Some countries have seen as much as a tripling in social unrest on the back of increasing inflation.
The rise in protests in the region had been increasingly driven by inflation, adding to the economic and social stresses initially caused by COVID.
Colombia and Argentina experienced the largest jumps in social unrest in the region. Colombia saw more than a tripling of social unrest events in 2021-22, jumping from 144 to 660 - a 358% increase.
Argentina witnessed a 37% spike in social unrest brought about by economic stress. The overall number of riots in Argentina increase from 140 to 192.
These countries have been hit hard by inflation, which has caused Governments to hike interest rates to compensate. Interest rates in Colombia are up from 2% to 7.5% in the past year and rates in Argentina surged from 20% to 50% in the past two years.
One of the regions hardest hit by the COVID pandemic
According to the OECD, Latin America struggled to contain contamination levels due to the prevalence of an informal economy, in which those who don’t work, don’t get paid. This has been exacerbated by the limitations of countries’ healthcare infrastructure and poor social protection systems.

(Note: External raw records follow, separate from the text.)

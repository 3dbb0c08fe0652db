//! Integration tests for session login, token issuance, logout and registration

use std::sync::Arc;

use axum::Router;
use axum::body::Body;
use axum::http::{Request, StatusCode, header};
use http_body_util::BodyExt; // for .collect().await
use serde_json::json;
use tower::util::ServiceExt; // for `oneshot`

use todo_auto::auth::{Argon2PasswordEncoder, AuthenticatedIdentity, Authority, PasswordEncoder};
use todo_auto::config::AuthConfig;
use todo_auto::dao::{DocumentTodoDao, MemoryStore, TodoDao};
use todo_auto::web::{AppState, AppStateInner, create_router};

async fn test_state() -> AppState {
    let dao: Arc<dyn TodoDao> = Arc::new(DocumentTodoDao::new(MemoryStore::new()));
    let encoder: Arc<dyn PasswordEncoder> = Arc::new(Argon2PasswordEncoder::new());
    let hash = encoder.encode("secret").unwrap();
    dao.register_user("alice", &hash).await.unwrap();
    AppStateInner::new(dao, encoder, &AuthConfig::default())
}

async fn test_app() -> Router {
    create_router(test_state().await)
}

fn token_request(username: &str, password: &str) -> Request<Body> {
    let payload = json!({ "username": username, "password": password });
    Request::builder()
        .method("POST")
        .uri("/auth/token")
        .header("content-type", "application/json")
        .body(Body::from(payload.to_string()))
        .unwrap()
}

fn form_request(uri: &str, body: &str) -> Request<Body> {
    Request::builder()
        .method("POST")
        .uri(uri)
        .header("content-type", "application/x-www-form-urlencoded")
        .body(Body::from(body.to_string()))
        .unwrap()
}

fn bearer_get(uri: &str, token: &str) -> Request<Body> {
    Request::builder()
        .method("GET")
        .uri(uri)
        .header("Authorization", format!("Bearer {token}"))
        .body(Body::empty())
        .unwrap()
}

async fn json_body(response: axum::response::Response) -> serde_json::Value {
    let body = response.into_body().collect().await.unwrap().to_bytes();
    serde_json::from_slice(&body).unwrap()
}

async fn login_token(app: &Router, username: &str, password: &str) -> String {
    let response = app
        .clone()
        .oneshot(token_request(username, password))
        .await
        .unwrap();
    assert_eq!(response.status(), StatusCode::OK);
    let json = json_body(response).await;
    json["token"].as_str().unwrap().to_string()
}

fn location(response: &axum::response::Response) -> &str {
    response.headers()[header::LOCATION].to_str().unwrap()
}

#[tokio::test]
async fn test_token_success() {
    let app = test_app().await;
    let response = app.oneshot(token_request("alice", "secret")).await.unwrap();
    assert_eq!(response.status(), StatusCode::OK);
    let json = json_body(response).await;
    assert!(json.get("token").is_some());
}

#[tokio::test]
async fn test_token_wrong_password() {
    let app = test_app().await;
    let response = app.oneshot(token_request("alice", "guess")).await.unwrap();
    assert_eq!(response.status(), StatusCode::UNAUTHORIZED);
    let json = json_body(response).await;
    assert_eq!(json["error"], "Bad credentials");
}

#[tokio::test]
async fn test_token_unknown_user() {
    let app = test_app().await;
    let response = app.oneshot(token_request("bob", "secret")).await.unwrap();
    assert_eq!(response.status(), StatusCode::UNAUTHORIZED);
    let json = json_body(response).await;
    assert_eq!(json["error"], "Unknown user: bob");
}

#[tokio::test]
async fn test_form_login_sets_session_cookie() {
    let app = test_app().await;
    let response = app
        .clone()
        .oneshot(form_request("/perform_login", "username=alice&password=secret"))
        .await
        .unwrap();
    assert_eq!(response.status(), StatusCode::SEE_OTHER);
    assert_eq!(location(&response), "/");
    let cookie = response.headers()[header::SET_COOKIE].to_str().unwrap();
    assert!(cookie.starts_with("TODO_SESSION="));
    let session = cookie.split(';').next().unwrap().to_string();

    let request = Request::builder()
        .uri("/api/main")
        .header(header::COOKIE, session)
        .body(Body::empty())
        .unwrap();
    let response = app.oneshot(request).await.unwrap();
    assert_eq!(response.status(), StatusCode::OK);
    let json = json_body(response).await;
    assert_eq!(json["userName"], "alice");
}

#[tokio::test]
async fn test_form_login_failure_redirects_with_error() {
    let app = test_app().await;
    let response = app
        .clone()
        .oneshot(form_request("/perform_login", "username=alice&password=guess"))
        .await
        .unwrap();
    assert_eq!(response.status(), StatusCode::SEE_OTHER);
    assert_eq!(location(&response), "/login?error=Bad%20credentials");
    assert!(response.headers().get(header::SET_COOKIE).is_none());

    let response = app
        .oneshot(form_request("/perform_login", "username=alice"))
        .await
        .unwrap();
    assert_eq!(location(&response), "/login?error=Bad%20credentials");
}

#[tokio::test]
async fn test_api_requires_session() {
    let app = test_app().await;
    let request = Request::builder().uri("/api/lists").body(Body::empty()).unwrap();
    let response = app.clone().oneshot(request).await.unwrap();
    assert_eq!(response.status(), StatusCode::UNAUTHORIZED);

    let response = app
        .oneshot(bearer_get("/api/lists", "invalidtoken"))
        .await
        .unwrap();
    assert_eq!(response.status(), StatusCode::UNAUTHORIZED);
}

#[tokio::test]
async fn test_token_grants_api_access() {
    let app = test_app().await;
    let token = login_token(&app, "alice", "secret").await;
    let response = app.oneshot(bearer_get("/api/main", &token)).await.unwrap();
    assert_eq!(response.status(), StatusCode::OK);
    let json = json_body(response).await;
    assert_eq!(json["userName"], "alice");
    assert_eq!(json["lists"], json!([]));
    assert!(json.get("error").is_none());
}

#[tokio::test]
async fn test_session_of_vanished_user_is_unauthorized() {
    let state = test_state().await;
    let token = state
        .sessions
        .issue(&AuthenticatedIdentity {
            username: "ghost".to_string(),
            authorities: vec![Authority::User],
            credential_hash: String::new(),
        })
        .unwrap();
    let app = create_router(state);
    for uri in ["/api/main", "/api/lists", "/api/tasks"] {
        let response = app.clone().oneshot(bearer_get(uri, &token)).await.unwrap();
        assert_eq!(response.status(), StatusCode::UNAUTHORIZED, "{uri}");
    }
}

#[tokio::test]
async fn test_logout_revokes_token() {
    let app = test_app().await;
    let token = login_token(&app, "alice", "secret").await;

    let response = app
        .clone()
        .oneshot(bearer_get("/perform_logout", &token))
        .await
        .unwrap();
    assert_eq!(response.status(), StatusCode::SEE_OTHER);
    assert_eq!(location(&response), "/login?logout");
    let cookie = response.headers()[header::SET_COOKIE].to_str().unwrap();
    assert!(cookie.contains("Max-Age=0"));

    let response = app.oneshot(bearer_get("/api/main", &token)).await.unwrap();
    assert_eq!(response.status(), StatusCode::UNAUTHORIZED);
}

#[tokio::test]
async fn test_register_then_login() {
    let app = test_app().await;
    let response = app
        .clone()
        .oneshot(form_request("/perform_register", "username=bob&password=pw"))
        .await
        .unwrap();
    assert_eq!(response.status(), StatusCode::SEE_OTHER);
    assert_eq!(location(&response), "/login?registered");

    let token = login_token(&app, "bob", "pw").await;
    let response = app.oneshot(bearer_get("/api/lists", &token)).await.unwrap();
    assert_eq!(response.status(), StatusCode::OK);
}

#[tokio::test]
async fn test_register_existing_user_redirects_with_error() {
    let app = test_app().await;
    let response = app
        .clone()
        .oneshot(form_request("/perform_register", "username=alice&password=other"))
        .await
        .unwrap();
    assert_eq!(response.status(), StatusCode::SEE_OTHER);
    assert_eq!(
        location(&response),
        "/register?error=User%20already%20exists%3A%20alice"
    );

    // The original password still works.
    login_token(&app, "alice", "secret").await;

    let response = app
        .oneshot(form_request("/perform_register", "username=carol"))
        .await
        .unwrap();
    assert_eq!(location(&response), "/register?error=Missing%20password");
}

#[tokio::test]
async fn test_sweep_drops_only_expired_revocations() {
    let state = test_state().await;
    state.token_blacklist.revoke("expired", 10);
    state.token_blacklist.revoke("live", 1_000);
    assert_eq!(state.sweep_expired(500).await, 1);
    assert!(!state.token_blacklist.is_revoked("expired"));
    assert!(state.token_blacklist.is_revoked("live"));
}
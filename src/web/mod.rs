//! The web module for handling the Axum API.
//! This file declares the other files in this directory as sub-modules.

pub mod api;
pub mod error;
pub mod login_rate_limit;
pub mod models;
pub mod rate_limiter;
pub mod session;
pub mod token_blacklist;

pub use api::{AppState, AppStateInner, create_router};
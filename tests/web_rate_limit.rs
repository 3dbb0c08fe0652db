use std::sync::Arc;

use axum::body::{Body, to_bytes};
use axum::http::{Request, StatusCode};
use axum::Router;
use serde_json::json;
use tower::ServiceExt; // for .oneshot()

use todo_auto::auth::{Argon2PasswordEncoder, PasswordEncoder};
use todo_auto::config::AuthConfig;
use todo_auto::dao::{DocumentTodoDao, MemoryStore, TodoDao};
use todo_auto::web::{AppStateInner, create_router};

async fn app() -> Router {
    let dao: Arc<dyn TodoDao> = Arc::new(DocumentTodoDao::new(MemoryStore::new()));
    let encoder: Arc<dyn PasswordEncoder> = Arc::new(Argon2PasswordEncoder::new());
    let hash = encoder.encode("password").unwrap();
    dao.register_user("admin", &hash).await.unwrap();
    let config = AuthConfig {
        login_max_attempts: 5,
        login_window_secs: 60,
        ..AuthConfig::default()
    };
    create_router(AppStateInner::new(dao, encoder, &config))
}

fn token_req(client_ip: &str, password: &str) -> Request<Body> {
    let login_body = json!({"username": "admin", "password": password});
    Request::builder()
        .method("POST")
        .uri("/auth/token")
        .header("content-type", "application/json")
        .header("x-forwarded-for", client_ip)
        .body(Body::from(login_body.to_string()))
        .unwrap()
}

#[tokio::test]
async fn test_login_rate_limit() {
    let app = app().await;
    let client_ip = "127.0.0.1";
    // 5 allowed attempts
    for _ in 0..5 {
        let response = app.clone().oneshot(token_req(client_ip, "wrong")).await.unwrap();
        assert_eq!(response.status(), StatusCode::UNAUTHORIZED);
    }
    // 6th attempt should be rate limited, even with the right password
    let response = app.clone().oneshot(token_req(client_ip, "password")).await.unwrap();
    assert_eq!(response.status(), StatusCode::TOO_MANY_REQUESTS);
    let body = to_bytes(response.into_body(), usize::MAX).await.unwrap();
    let json: serde_json::Value = serde_json::from_slice(&body).unwrap();
    assert_eq!(json["error"], "Too many login attempts");

    // Other clients are unaffected
    let response = app.clone().oneshot(token_req("10.1.1.1", "password")).await.unwrap();
    assert_eq!(response.status(), StatusCode::OK);
}

#[tokio::test]
async fn test_successful_login_resets_limit() {
    let app = app().await;
    let client_ip = "127.0.0.2";
    for _ in 0..4 {
        let response = app.clone().oneshot(token_req(client_ip, "wrong")).await.unwrap();
        assert_eq!(response.status(), StatusCode::UNAUTHORIZED);
    }
    let response = app.clone().oneshot(token_req(client_ip, "password")).await.unwrap();
    assert_eq!(response.status(), StatusCode::OK);
    // The counter starts over
    for _ in 0..5 {
        let response = app.clone().oneshot(token_req(client_ip, "wrong")).await.unwrap();
        assert_eq!(response.status(), StatusCode::UNAUTHORIZED);
    }
}

#[tokio::test]
async fn test_form_login_shares_the_limit() {
    let app = app().await;
    let client_ip = "127.0.0.3";
    let req = || {
        Request::builder()
            .method("POST")
            .uri("/perform_login")
            .header("content-type", "application/x-www-form-urlencoded")
            .header("x-forwarded-for", client_ip)
            .body(Body::from("username=admin&password=wrong"))
            .unwrap()
    };
    for _ in 0..3 {
        let response = app.clone().oneshot(req()).await.unwrap();
        assert_eq!(response.status(), StatusCode::SEE_OTHER);
    }
    for _ in 0..2 {
        let response = app.clone().oneshot(token_req(client_ip, "wrong")).await.unwrap();
        assert_eq!(response.status(), StatusCode::UNAUTHORIZED);
    }
    let response = app.clone().oneshot(req()).await.unwrap();
    assert_eq!(response.status(), StatusCode::TOO_MANY_REQUESTS);
}
//! Gateway configuration
//!
//! All knobs have defaults; a YAML document only needs to name the ones it
//! changes:
//!
//! ```yaml
//! default_host: graphd.internal
//! max_clients: 500
//! session_expiry_secs: 1800
//! ```

use std::path::Path;
use std::time::Duration;

use serde::Deserialize;

use crate::error::{GatewayError, Result};

#[derive(Debug, Clone, PartialEq, Deserialize)]
#[serde(default, deny_unknown_fields)]
pub struct GatewayConfig {
    /// Engine host used when a caller does not name one.
    pub default_host: String,
    pub default_port: u16,
    /// Idle time after which a client is eligible for recycling.
    pub session_expiry_secs: u64,
    /// Live-client count above which `open` triggers a background sweep.
    pub recycle_threshold: usize,
    /// Live-client count at which `open` fails fast.
    pub max_clients: usize,
    /// Upper bound on engine sessions one logical client may hold.
    pub max_sessions_per_client: usize,
    /// Wait between session acquisition attempts.
    pub session_backoff_ms: u64,
    /// Connection timeout; long because some statements run for hours.
    pub connect_timeout_secs: u64,
    /// Container nesting the normalizer descends into.
    pub max_nesting_depth: usize,
}

impl Default for GatewayConfig {
    fn default() -> Self {
        Self {
            default_host: "127.0.0.1".to_string(),
            default_port: 9669,
            session_expiry_secs: 3600,
            recycle_threshold: 30,
            max_clients: 200,
            max_sessions_per_client: 4,
            session_backoff_ms: 500,
            connect_timeout_secs: 8 * 60 * 60,
            max_nesting_depth: 64,
        }
    }
}

impl GatewayConfig {
    pub fn from_yaml_str(text: &str) -> Result<Self> {
        let config: GatewayConfig =
            serde_yaml::from_str(text).map_err(|e| GatewayError::Config(e.to_string()))?;
        config.validate()?;
        Ok(config)
    }

    pub fn from_file(path: &Path) -> Result<Self> {
        let text = std::fs::read_to_string(path)
            .map_err(|e| GatewayError::Config(format!("{}: {}", path.display(), e)))?;
        Self::from_yaml_str(&text)
    }

    pub fn validate(&self) -> Result<()> {
        if self.max_clients == 0 {
            return Err(GatewayError::Config("max_clients must be at least 1".to_string()));
        }
        if self.recycle_threshold >= self.max_clients {
            return Err(GatewayError::Config(format!(
                "recycle_threshold ({}) must be below max_clients ({})",
                self.recycle_threshold, self.max_clients
            )));
        }
        if self.max_sessions_per_client == 0 {
            return Err(GatewayError::Config(
                "max_sessions_per_client must be at least 1".to_string(),
            ));
        }
        Ok(())
    }

    pub fn session_expiry(&self) -> Duration {
        Duration::from_secs(self.session_expiry_secs)
    }

    pub fn session_backoff(&self) -> Duration {
        Duration::from_millis(self.session_backoff_ms)
    }

    pub fn connect_timeout(&self) -> Duration {
        Duration::from_secs(self.connect_timeout_secs)
    }
}
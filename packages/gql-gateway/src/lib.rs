//! gql-gateway - session-multiplexing gateway for a session-oriented graph engine
//!
//! Web requests arrive as batches of statements addressed to a logical
//! client. Each client owns a small pool of engine sessions and a parameter
//! map; results come back flattened into JSON-friendly rows with the graph
//! elements they mention harvested into side lists.

pub mod client;
pub mod command;
pub mod config;
pub mod engine;
pub mod error;
pub mod gateway;
pub mod normalize;
pub mod pool;
pub mod registry;
pub mod value;

pub use client::{BatchReply, ClientState, ClientSummary, StatementOutcome};
pub use config::GatewayConfig;
pub use engine::{
    AuthReply, EngineConnection, EngineConnector, EngineError, EngineSession, EngineValue, HostAddress,
    ResultSet,
};
pub use error::{GatewayError, Result};
pub use gateway::Gateway;
pub use normalize::{NormalizedResult, Normalizer, Row};
pub use value::{GenericValue, ParameterMap};
//! Scripted in-memory engine shared by the integration tests.
//!
//! Statements steer the engine by keyword:
//!
//! - `FAIL`     -> failed status `E_SEMANTIC_ERROR`
//! - `SEVER`    -> protocol fault that reads as a severed socket
//! - `PANIC`    -> the session panics mid-execute
//! - `SLOW`     -> sleeps 200ms before answering
//! - `VERTEX`   -> one row holding a vertex, an edge and a path
//! - otherwise  -> one row `{statement, params}` echoing what was run

#![allow(dead_code)]

use std::collections::BTreeMap;
use std::sync::atomic::{AtomicI64, AtomicUsize, Ordering};
use std::sync::Arc;
use std::time::Duration;

use async_trait::async_trait;
use parking_lot::Mutex;

use gql_gateway::engine::{
    EngineConnection, EngineConnector, EngineError, EngineSession, EngineValue, HostAddress, Node, Path,
    ProtocolErrorKind, QueryStatus, Relationship, ResultSet,
};
use gql_gateway::{AuthReply, Gateway, GatewayConfig, ParameterMap};

pub const PASSWORD: &str = "nebula";

pub fn init_tracing() {
    let _ = tracing_subscriber::fmt()
        .with_env_filter(tracing_subscriber::EnvFilter::from_default_env())
        .with_test_writer()
        .try_init();
}

/// One statement as the engine saw it.
#[derive(Debug, Clone)]
pub struct Executed {
    pub identifier: i64,
    pub statement: String,
    pub params: ParameterMap,
}

#[derive(Default)]
pub struct EngineLog {
    next_identifier: AtomicI64,
    pub connects: AtomicUsize,
    pub authentications: AtomicUsize,
    pub released: AtomicUsize,
    executed: Mutex<Vec<Executed>>,
}

impl EngineLog {
    pub fn executed(&self) -> Vec<Executed> {
        self.executed.lock().clone()
    }

    pub fn statements(&self) -> Vec<String> {
        self.executed.lock().iter().map(|e| e.statement.clone()).collect()
    }

    pub fn connects(&self) -> usize {
        self.connects.load(Ordering::SeqCst)
    }

    pub fn released(&self) -> usize {
        self.released.load(Ordering::SeqCst)
    }
}

pub struct ScriptedConnector {
    pub log: Arc<EngineLog>,
}

impl ScriptedConnector {
    pub fn new() -> Self {
        let log = EngineLog::default();
        log.next_identifier.store(1000, Ordering::SeqCst);
        Self { log: Arc::new(log) }
    }
}

#[async_trait]
impl EngineConnector for ScriptedConnector {
    async fn connect(&self, host: &HostAddress, _timeout: Duration) -> Result<Box<dyn EngineConnection>, EngineError> {
        if host.port == 0 {
            return Err(EngineError::Other(format!("dial {}: connection refused", host)));
        }
        self.log.connects.fetch_add(1, Ordering::SeqCst);
        Ok(Box::new(ScriptedConnection { log: Arc::clone(&self.log) }))
    }
}

struct ScriptedConnection {
    log: Arc<EngineLog>,
}

#[async_trait]
impl EngineConnection for ScriptedConnection {
    async fn authenticate(&mut self, _username: &str, password: &str) -> Result<AuthReply, EngineError> {
        self.log.authentications.fetch_add(1, Ordering::SeqCst);
        if password != PASSWORD {
            return Ok(AuthReply { identifier: 0, status: "E_BAD_USERNAME_PASSWORD".to_string() });
        }
        let identifier = self.log.next_identifier.fetch_add(1, Ordering::SeqCst);
        Ok(AuthReply { identifier, status: AuthReply::SUCCESS.to_string() })
    }

    fn into_session(self: Box<Self>, identifier: i64) -> Box<dyn EngineSession> {
        Box::new(ScriptedSession { identifier, log: self.log })
    }
}

struct ScriptedSession {
    identifier: i64,
    log: Arc<EngineLog>,
}

#[async_trait]
impl EngineSession for ScriptedSession {
    async fn execute(&self, statement: &str, params: &ParameterMap) -> Result<ResultSet, EngineError> {
        self.log.executed.lock().push(Executed {
            identifier: self.identifier,
            statement: statement.to_string(),
            params: params.clone(),
        });

        if statement.contains("SLOW") {
            tokio::time::sleep(Duration::from_millis(200)).await;
        }
        if statement.contains("PANIC") {
            panic!("session exploded on {}", statement);
        }
        if statement.contains("SEVER") {
            return Err(EngineError::Protocol {
                kind: ProtocolErrorKind::Unknown,
                message: "write: broken pipe".to_string(),
            });
        }
        if statement.contains("FAIL") {
            return Ok(ResultSet::failed(QueryStatus::failure("E_SEMANTIC_ERROR", "no such tag")));
        }
        if statement.contains("VERTEX") {
            return Ok(graph_result());
        }

        let names = params.keys().cloned().map(EngineValue::String).collect();
        Ok(ResultSet::new(
            vec!["statement".to_string(), "params".to_string()],
            vec![vec![EngineValue::String(statement.to_string()), EngineValue::List(names)]],
        )
        .with_latency(42))
    }

    async fn release(&self) {
        self.log.released.fetch_add(1, Ordering::SeqCst);
    }
}

pub fn node(id: &str, tag: &str) -> Node {
    Node {
        id: EngineValue::String(id.to_string()),
        labels: vec![tag.to_string()],
        properties: BTreeMap::from([("name".to_string(), EngineValue::String(id.to_string()))]),
    }
}

pub fn relationship(src: &str, dst: &str) -> Relationship {
    Relationship {
        src: EngineValue::String(src.to_string()),
        dst: EngineValue::String(dst.to_string()),
        name: "follow".to_string(),
        rank: 0,
        properties: BTreeMap::from([("degree".to_string(), EngineValue::Int(90))]),
    }
}

fn graph_result() -> ResultSet {
    let path = Path {
        nodes: vec![node("a", "player"), node("b", "player")],
        relationships: vec![relationship("a", "b")],
    };
    ResultSet::new(
        vec!["v".to_string(), "e".to_string(), "p".to_string()],
        vec![vec![
            EngineValue::Node(Box::new(node("a", "player"))),
            EngineValue::Edge(Box::new(relationship("a", "b"))),
            EngineValue::Path(Box::new(path)),
        ]],
    )
}

pub fn config() -> GatewayConfig {
    GatewayConfig {
        max_clients: 4,
        recycle_threshold: 2,
        max_sessions_per_client: 2,
        session_backoff_ms: 10,
        ..GatewayConfig::default()
    }
}

pub fn gateway_with(config: GatewayConfig) -> (Gateway, Arc<EngineLog>) {
    init_tracing();
    let connector = ScriptedConnector::new();
    let log = Arc::clone(&connector.log);
    let gateway = Gateway::new(config, Arc::new(connector)).expect("valid config");
    (gateway, log)
}

pub fn gateway() -> (Gateway, Arc<EngineLog>) {
    gateway_with(config())
}

pub fn batch(statements: &[&str]) -> Vec<String> {
    statements.iter().map(|s| s.to_string()).collect()
}

/// Let spawned tasks (actors, releases) run to quiescence.
pub async fn settle() {
    for _ in 0..20 {
        tokio::task::yield_now().await;
    }
}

Harriet Sharp, head of Political Violence & Crisis Management at Chaucer said: “As COVID-19 shut down large sections of the region’s economy, Latin American countries have seen an increase in social unrest as incomes have plummeted and healthcare systems have been put under strain.”
“With recovery now hampered by global inflation and supply chain uncertainty, discontent in the region looks likely to grow for the foreseeable future.”
The inflation-led growth in unrest in the region has led to damages to property caused by protest. Unfortunately for some businesses, their insurance policy may exclude this kind of damage from general insurance policies.
Companies are increasingly turning to specialist SRCC (Strikes, Riot and Civil Commotion) cover, which explicitly insures against damage from riots and protests. Businesses in higher-risk locations can use SRCC insurance to plug gaps in their existing cover relating to social unrest.
Sharp added: “With many Latin American countries now facing the prospect of inflation causing a cost-of-living crisis, corporates must think carefully about protecting themselves from a likely increase in damage caused by social unrest.”